So the Fed has indeed rewritten close to three decades of precedent and set overnight lending rates 0.75 percentage point higher . . . the biggest tightening move since 1994. Wall Street isn’t really cheering, but there isn’t a lot of urge left to keep selling, either.
At this stage, we all recognize that inflation is eating the world alive. The Fed has wrestled prices into submission in the past using these tools. History demonstrates that victory is possible.
But history also demonstrates that the process is painful. Back in 1994, as we’ve discussed, stocks went nowhere for the entire year as investors digested the way the rate environment was evolving and opted to stick to the sidelines until the cycle swung back in their favor.
Interest rates are a drag. They make it harder for corporations to borrow money for growth or simply to float their operations through a slow season. And because higher rates make it harder for consumers to spend beyond their current income, retail activity and mortgage underwriting slows down as well.
Consumers and corporations alike are already reeling from two years of watching every dollar buy less day by day.

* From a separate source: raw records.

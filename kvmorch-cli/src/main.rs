//! # kvmorch CLI
//!
//! Thin client for the node daemon's REST API.
//!
//! ## Usage
//! ```bash
//! kvmorch set-url http://10.0.0.2:8000
//! kvmorch create --name web1 --ssh-pubkey @~/.ssh/id_ed25519.pub
//! kvmorch ip web1
//! ```

use std::path::Path;

use anyhow::{anyhow, bail, Context, Result};
use clap::Parser;

mod cli;
mod client;
mod config;

use cli::{Cli, Command};
use client::{ApiClient, CreateVm, VmRow};
use config::ClientConfig;

#[tokio::main]
async fn main() -> Result<()> {
    let cli = Cli::parse();

    kvmorch_common::init_logging(if cli.verbose { "debug" } else { "warn" })?;

    if let Command::SetUrl { url } = &cli.command {
        let path = ClientConfig::default_path()
            .ok_or_else(|| anyhow!("Cannot determine home directory"))?;
        ClientConfig {
            base_url: url.clone(),
        }
        .save_to(&path)?;
        println!("Saved base_url = {}", url);
        return Ok(());
    }

    let config = ClientConfig::load();
    let client = ApiClient::new(config.base())?;

    match cli.command {
        Command::SetUrl { .. } => {}
        Command::List => {
            let vms = client.list().await?;
            if vms.is_empty() {
                println!("No VMs found.");
            } else {
                print!("{}", format_table(&vms));
            }
        }
        Command::Ip { name } => match client.ip(&name).await? {
            Some(answer) => println!("{}: {} ({})", name, answer.ip, answer.source),
            None => bail!("No IP found."),
        },
        Command::Start { name } => println!("{}", client.power(&name, "start").await?),
        Command::Shutdown { name } => println!("{}", client.power(&name, "shutdown").await?),
        Command::Destroy { name } => println!("{}", client.power(&name, "destroy").await?),
        Command::Delete { name } => println!("{}", client.delete(&name).await?),
        Command::Create {
            name,
            vcpu,
            ram,
            disk,
            network,
            ssh_pubkey,
        } => {
            let ssh_pubkey = ssh_pubkey.map(|key| read_key(&key)).transpose()?;
            let created = client
                .create(&CreateVm {
                    name,
                    vcpus: vcpu,
                    memory_mb: ram,
                    disk_gb: disk,
                    network,
                    ssh_pubkey,
                })
                .await?;
            println!("{}", created.message);
            println!("IP: {}", created.ip.as_deref().unwrap_or("None"));
        }
    }

    Ok(())
}

/// A literal key, or the trimmed contents of a file given as `@path`.
fn read_key(arg: &str) -> Result<String> {
    match arg.strip_prefix('@') {
        Some(path) => {
            let content = std::fs::read_to_string(Path::new(path))
                .with_context(|| format!("Failed to read key file {}", path))?;
            Ok(content.trim().to_string())
        }
        None => Ok(arg.to_string()),
    }
}

fn format_table(vms: &[VmRow]) -> String {
    let mut out = format!("{:20} {:10} ACTIVE\n", "NAME", "STATE");
    for vm in vms {
        out.push_str(&format!("{:20} {:10} {}\n", vm.name, vm.state, vm.active));
    }
    out
}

We’re already feeling that drag . . . the drag of an economy running too hot for comfort.
The hope is that artificially raising interest rates to create a second source of drag will cool the economy down enough to kill heat-based inflation once again. After that point, the Fed can ease up and everyone can feel the relief.
We just have to reach that point first. Inflation needs to recede to levels we can tolerate . . . and then the Fed will relax.

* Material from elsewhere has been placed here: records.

async fn list_networks(State(state): State<Arc<AppState>>) -> ApiResult<NetworkListResponse> {
    let service = state.service.clone();
    let networks = blocking(move || service.list_networks()).await?;
    Ok(Json(NetworkListResponse { networks }))
}

async fn create_network(
    State(state): State<Arc<AppState>>,
    Json(request): Json<CreateNetworkRequest>,
) -> ApiResult<MessageResponse> {
    let service = state.service.clone();
    let summary =
        blocking(move || service.ensure_network(&request.name, &request.bridge)).await?;

    Ok(MessageResponse::new(format!(
        "network '{}' bound to bridge '{}'",
        summary.name,
        summary.bridge.unwrap_or_default()
    )))
}

async fn delete_network(
    State(state): State<Arc<AppState>>,
    Path(name): Path<String>,
) -> ApiResult<MessageResponse> {
    let service = state.service.clone();
    let network = name.clone();
    blocking(move || service.delete_network(&network)).await?;
    Ok(MessageResponse::new(format!("network '{}' deleted", name)))
}

async fn attach_interface(
    State(state): State<Arc<AppState>>,
    Query(query): Query<AttachQuery>,
) -> ApiResult<AttachResponse> {
    let service = state.service.clone();
    let (vm, network) = (query.vm.clone(), query.network.clone());
    let mac = blocking(move || service.attach_interface(&vm, &network)).await?;

    Ok(Json(AttachResponse {
        message: format!("attached {} to {}", query.vm, query.network),
        mac,
    }))
}

async fn detach_interface(
    State(state): State<Arc<AppState>>,
    Query(query): Query<DetachQuery>,
) -> ApiResult<MessageResponse> {
    let service = state.service.clone();
    let (vm, mac) = (query.vm.clone(), query.mac.clone());
    blocking(move || service.detach_interface(&vm, &mac)).await?;
    Ok(MessageResponse::new(format!("detached {} from {}", query.mac, query.vm)))
}

#[cfg(test)]
mod tests {
    use super::*;
    use crate::service::tests::fixture;
    use axum::body::Body;
    use axum::http::Request;
    use kvmorch_hypervisor::MockDomain;
    use tower::ServiceExt;

    async fn send(router: Router, method: &str, uri: &str, body: Option<&str>) -> (StatusCode, serde_json::Value) {
        let mut builder = Request::builder().method(method).uri(uri);
        let body = match body {
            Some(json) => {
                builder = builder.header("content-type", "application/json");
                Body::from(json.to_string())
            }
            None => Body::empty(),
        };

        let response = router.oneshot(builder.body(body).unwrap()).await.unwrap();
        let status = response.status();
        let bytes = axum::body::to_bytes(response.into_body(), usize::MAX)
            .await
            .unwrap();
        let value = if bytes.is_empty() {
            serde_json::Value::Null
        } else {
            serde_json::from_slice(&bytes).unwrap_or(serde_json::Value::Null)
        };
        (status, value)
    }

    #[tokio::test]
    async fn test_root_and_status() {
        let fx = fixture(false);

        let (code, body) = send(build_router(fx.service.clone()), "GET", "/", None).await;
        assert_eq!(code, StatusCode::OK);
        assert_eq!(body["message"], "It works!");

        let (code, body) = send(build_router(fx.service.clone()), "GET", "/status", None).await;
        assert_eq!(code, StatusCode::OK);
        assert_eq!(body["status"], "healthy");
        assert_eq!(body["backend"], "mock");
    }

    #[tokio::test]
    async fn test_status_when_daemon_unreachable() {
        let fx = fixture(false);
        fx.connector.set_fail_connect(true);

        let (code, body) = send(build_router(fx.service.clone()), "GET", "/status", None).await;

        assert_eq!(code, StatusCode::SERVICE_UNAVAILABLE);
        assert_eq!(body["status"], "unhealthy");
    }

    #[tokio::test]
    async fn test_create_then_conflict() {
        let fx = fixture(false);
        let request = r#"{"name":"web1","ssh_pubkey":"ssh-ed25519 AAAA"}"#;

        let (code, body) =
            send(build_router(fx.service.clone()), "POST", "/vms", Some(request)).await;
        assert_eq!(code, StatusCode::OK);
        assert_eq!(body["message"], "VM 'web1' created");
        assert!(body["ip"].is_null());

        let (code, body) =
            send(build_router(fx.service.clone()), "POST", "/vms", Some(request)).await;
        assert_eq!(code, StatusCode::CONFLICT);
        assert_eq!(body["error"], "conflict");
    }

    #[tokio::test]
    async fn test_create_invalid_name() {
        let fx = fixture(false);

        let (code, body) = send(
            build_router(fx.service.clone()),
            "POST",
            "/vms",
            Some(r#"{"name":"bad name!"}"#),
        )
        .await;

        assert_eq!(code, StatusCode::UNPROCESSABLE_ENTITY);
        assert_eq!(body["error"], "invalid_request");
    }

    #[tokio::test]
    async fn test_list_and_get() {
        let fx = fixture(false);
        fx.connector
            .add_domain(MockDomain::new("db").with_vcpus(4).with_memory_kib(4 * 1024 * 1024));

        let (code, body) = send(build_router(fx.service.clone()), "GET", "/vms", None).await;
        assert_eq!(code, StatusCode::OK);
        assert_eq!(body["vms"][0]["name"], "db");

        let (code, body) = send(build_router(fx.service.clone()), "GET", "/vms/db", None).await;
        assert_eq!(code, StatusCode::OK);
        assert_eq!(body["vcpus"], 4);
        assert_eq!(body["name"], "db");

        let (code, body) = send(build_router(fx.service.clone()), "GET", "/vms/ghost", None).await;
        assert_eq!(code, StatusCode::NOT_FOUND);
        assert_eq!(body["error"], "not_found");
    }

    #[tokio::test]
    async fn test_power_routes() {
        let fx = fixture(false);
        fx.connector.add_domain(MockDomain::new("db"));
        let router = || build_router(fx.service.clone());

        let (code, body) = send(router(), "POST", "/vms/db/start", None).await;
        assert_eq!(code, StatusCode::OK);
        assert_eq!(body["message"], "VM 'db' started");

        let (code, _) = send(router(), "POST", "/vms/db/destroy", None).await;
        assert_eq!(code, StatusCode::OK);
        let (code, _) = send(router(), "POST", "/vms/db/destroy", None).await;
        assert_eq!(code, StatusCode::OK);

        let (code, _) = send(router(), "POST", "/vms/db/shutdown", None).await;
        assert_eq!(code, StatusCode::BAD_REQUEST);

        let (code, _) = send(router(), "POST", "/vms/ghost/start", None).await;
        assert_eq!(code, StatusCode::NOT_FOUND);
    }

    #[tokio::test]
    async fn test_delete_route() {
        let fx = fixture(false);
        fx.connector.add_domain(MockDomain::new("db"));

        let (code, body) =
            send(build_router(fx.service.clone()), "DELETE", "/vms/db", None).await;
        assert_eq!(code, StatusCode::OK);
        assert_eq!(body["message"], "VM 'db' deleted");
        assert_eq!(body["leftovers"].as_array().map(Vec::len), Some(0));

        let (code, _) = send(build_router(fx.service.clone()), "DELETE", "/vms/db", None).await;
        assert_eq!(code, StatusCode::NOT_FOUND);
    }

    #[tokio::test(start_paused = true)]
    async fn test_ip_route() {
        let fx = fixture(false);
        fx.connector.add_domain(
            MockDomain::new("db")
                .running()
                .with_interface("52:54:00:aa:bb:cc", "default"),
        );

        let (code, body) = send(
            build_router(fx.service.clone()),
            "GET",
            "/vms/db/ip?timeout=1",
            None,
        )
        .await;
        assert_eq!(code, StatusCode::NOT_FOUND);
        assert_eq!(body["error"], "no_address");

        fx.connector
            .add_lease("default", "52:54:00:aa:bb:cc", "10.0.0.5/24", "db");
        let (code, body) = send(
            build_router(fx.service.clone()),
            "GET",
            "/vms/db/ip?network=default",
            None,
        )
        .await;
        assert_eq!(code, StatusCode::OK);
        assert_eq!(body["ip"], "10.0.0.5");
        assert_eq!(body["source"], "dhcp-leases");
    }

    #[tokio::test]
    async fn test_network_routes() {
        let fx = fixture(false);
        fx.connector.add_domain(MockDomain::new("db"));
        let router = || build_router(fx.service.clone());

        let (code, body) = send(
            router(),
            "POST",
            "/networks",
            Some(r#"{"name":"lan","bridge":"br0"}"#),
        )
        .await;
        assert_eq!(code, StatusCode::OK);
        assert_eq!(body["message"], "network 'lan' bound to bridge 'br0'");

        let (code, body) = send(router(), "GET", "/networks", None).await;
        assert_eq!(code, StatusCode::OK);
        assert_eq!(body["networks"].as_array().map(Vec::len), Some(2));

        let (code, body) = send(router(), "POST", "/networks/attach?vm=db&network=lan", None).await;
        assert_eq!(code, StatusCode::OK);
        let mac = body["mac"].as_str().unwrap().to_string();
        assert!(mac.starts_with("52:54:00:"));

        let uri = format!("/networks/detach?vm=db&mac={}", mac);
        let (code, _) = send(router(), "POST", &uri, None).await;
        assert_eq!(code, StatusCode::OK);

        let (code, _) = send(router(), "POST", &uri, None).await;
        assert_eq!(code, StatusCode::NOT_FOUND);

        let (code, _) = send(router(), "POST", "/networks/attach?vm=db&network=nope", None).await;
        assert_eq!(code, StatusCode::NOT_FOUND);

        let (code, _) = send(router(), "DELETE", "/networks/lan", None).await;
        assert_eq!(code, StatusCode::OK);
        let (code, _) = send(router(), "DELETE", "/networks/lan", None).await;
        assert_eq!(code, StatusCode::NOT_FOUND);
    }
}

In the meantime, adding the Fed’s drag to inflationary drag doubles the pressure on the economy. We’ll see growth slow down as every transaction starts costing even more.

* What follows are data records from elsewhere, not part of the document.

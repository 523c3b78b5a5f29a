//! Control-connection abstraction over the virtualization daemon.
//!
//! Components never hold a connection across operations: each call asks
//! the [`Connector`] for a fresh [`Connection`] and drops it on every exit
//! path, which closes it.

use crate::capabilities::{DaemonCapabilities, DeviceFlags, UndefineFlags};
use crate::error::{HypervisorError, Result};
use crate::types::{DomainInfo, DomainSummary, GuestInterface, NetworkState};

/// Run a synchronous daemon call on tokio's blocking pool, inside the
/// caller's tracing span.
pub async fn spawn_daemon_call<T, F>(f: F) -> Result<T>
where
    F: FnOnce() -> Result<T> + Send + 'static,
    T: Send + 'static,
{
    let span = tracing::Span::current();
    tokio::task::spawn_blocking(move || span.in_scope(f))
        .await
        .map_err(|e| HypervisorError::Internal(format!("daemon call aborted: {}", e)))?
}

/// Opens scoped connections to one daemon endpoint.
pub trait Connector: Send + Sync {
    /// Connection URI, e.g. `qemu:///system`.
    fn uri(&self) -> &str;

    /// Open a connection. Fails with `ConnectionFailed`.
    fn open(&self) -> Result<Box<dyn Connection>>;
}

/// One open connection. Closing happens on drop.
///
/// Lookup-style methods return `Ok(None)` for a missing object; every
/// other per-object method reports a missing object as the matching
/// `*NotFound` error.
pub trait Connection: Send {
    /// Negotiate optional features with the daemon.
    fn capabilities(&self) -> Result<DaemonCapabilities>;

    // =========================================================================
    // Domains
    // =========================================================================

    /// Numeric handles of running domains.
    fn list_active_domain_ids(&self) -> Result<Vec<u32>>;

    /// Names of defined domains that are not running.
    fn list_defined_domain_names(&self) -> Result<Vec<String>>;

    /// Summary of a running domain by numeric handle.
    fn domain_summary_by_id(&self, id: u32) -> Result<Option<DomainSummary>>;

    /// Summary of a domain by name.
    fn domain_summary(&self, name: &str) -> Result<Option<DomainSummary>>;

    /// Resource figures of a domain.
    fn domain_info(&self, name: &str) -> Result<DomainInfo>;

    /// Domain descriptor XML.
    fn domain_xml(&self, name: &str) -> Result<String>;

    fn start_domain(&self, name: &str) -> Result<()>;

    /// Request a graceful power-off. Does not wait.
    fn shutdown_domain(&self, name: &str) -> Result<()>;

    /// Hard stop.
    fn destroy_domain(&self, name: &str) -> Result<()>;

    fn undefine_domain(&self, name: &str, flags: UndefineFlags) -> Result<()>;

    fn attach_device(&self, name: &str, device_xml: &str, flags: DeviceFlags) -> Result<()>;

    fn detach_device(&self, name: &str, device_xml: &str, flags: DeviceFlags) -> Result<()>;

    /// Interfaces as reported by the in-guest agent.
    fn guest_agent_interfaces(&self, name: &str) -> Result<Vec<GuestInterface>>;

    // =========================================================================
    // Networks
    // =========================================================================

    fn list_active_network_names(&self) -> Result<Vec<String>>;

    fn list_defined_network_names(&self) -> Result<Vec<String>>;

    fn network_state(&self, name: &str) -> Result<Option<NetworkState>>;

    fn network_xml(&self, name: &str) -> Result<String>;

    fn define_network(&self, xml: &str) -> Result<()>;

    fn start_network(&self, name: &str) -> Result<()>;

    fn stop_network(&self, name: &str) -> Result<()>;

    fn undefine_network(&self, name: &str) -> Result<()>;

    fn set_network_autostart(&self, name: &str, autostart: bool) -> Result<()>;

    /// The network's DHCP lease table as free text.
    fn network_dhcp_leases(&self, name: &str) -> Result<String>;
}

The only question is whether that slowdown is going to be severe enough to send economic growth into reverse. The Fed currently says no.
By the end of this year, the economy should be 1.7% bigger . . . not great, but that’s in real terms, after inflation. We’ve all lived through long cycles of no inflation and 1.7% headline growth, so this might not feel great, but it’s definitely something Wall Street can work with.
The growth target is a step down from what the Fed saw in March, but then again, inflation is also tracking a step higher.
Three months ago, the Fed thought they could wrestle prices back onto a 4.3% annualized trend . . . again, not great, but it cuts the current inflation rate in half. Now they’re thinking we’ll have to stomach about 5.2% higher prices by the end of this year, which cuts about a percentage point off real growth.
That changing dynamic forces the Fed to get more serious. Back in March, they were thinking they’d have to raise overnight interest rates to 1.9% . . . now they’re committed to taking the short end of the curve all the way to 3.4% by the end of this year and roughly another half point up next year before relaxing.
At that point, inflation will be back below 3% if everything goes well. Will it hurt? The Fed currently thinks unemployment might revert to 4% in this cycle.
That’s higher than it is today, but it’s also where we all were in late 2017 and early 2018. It felt pretty good back then. Anything more serious will probably get the Fed to rethink.
But for now, the big numbers are still pointing to a relatively soft landing. After all, as the Fed notes, a lot of the inflationary pain right now isn’t even a factor they can control.
The Ukraine situation is putting upward pressure on the cost of food, fuel and fertilizer. COVID is disrupting supply chains in China. These are inflationary factors because major sources of supply of key materials are offline . . . but they won’t last forever. When they ease, the Fed can relax a little.
For now, their baseline scenario is not apocalyptic at all. The market evidently agrees.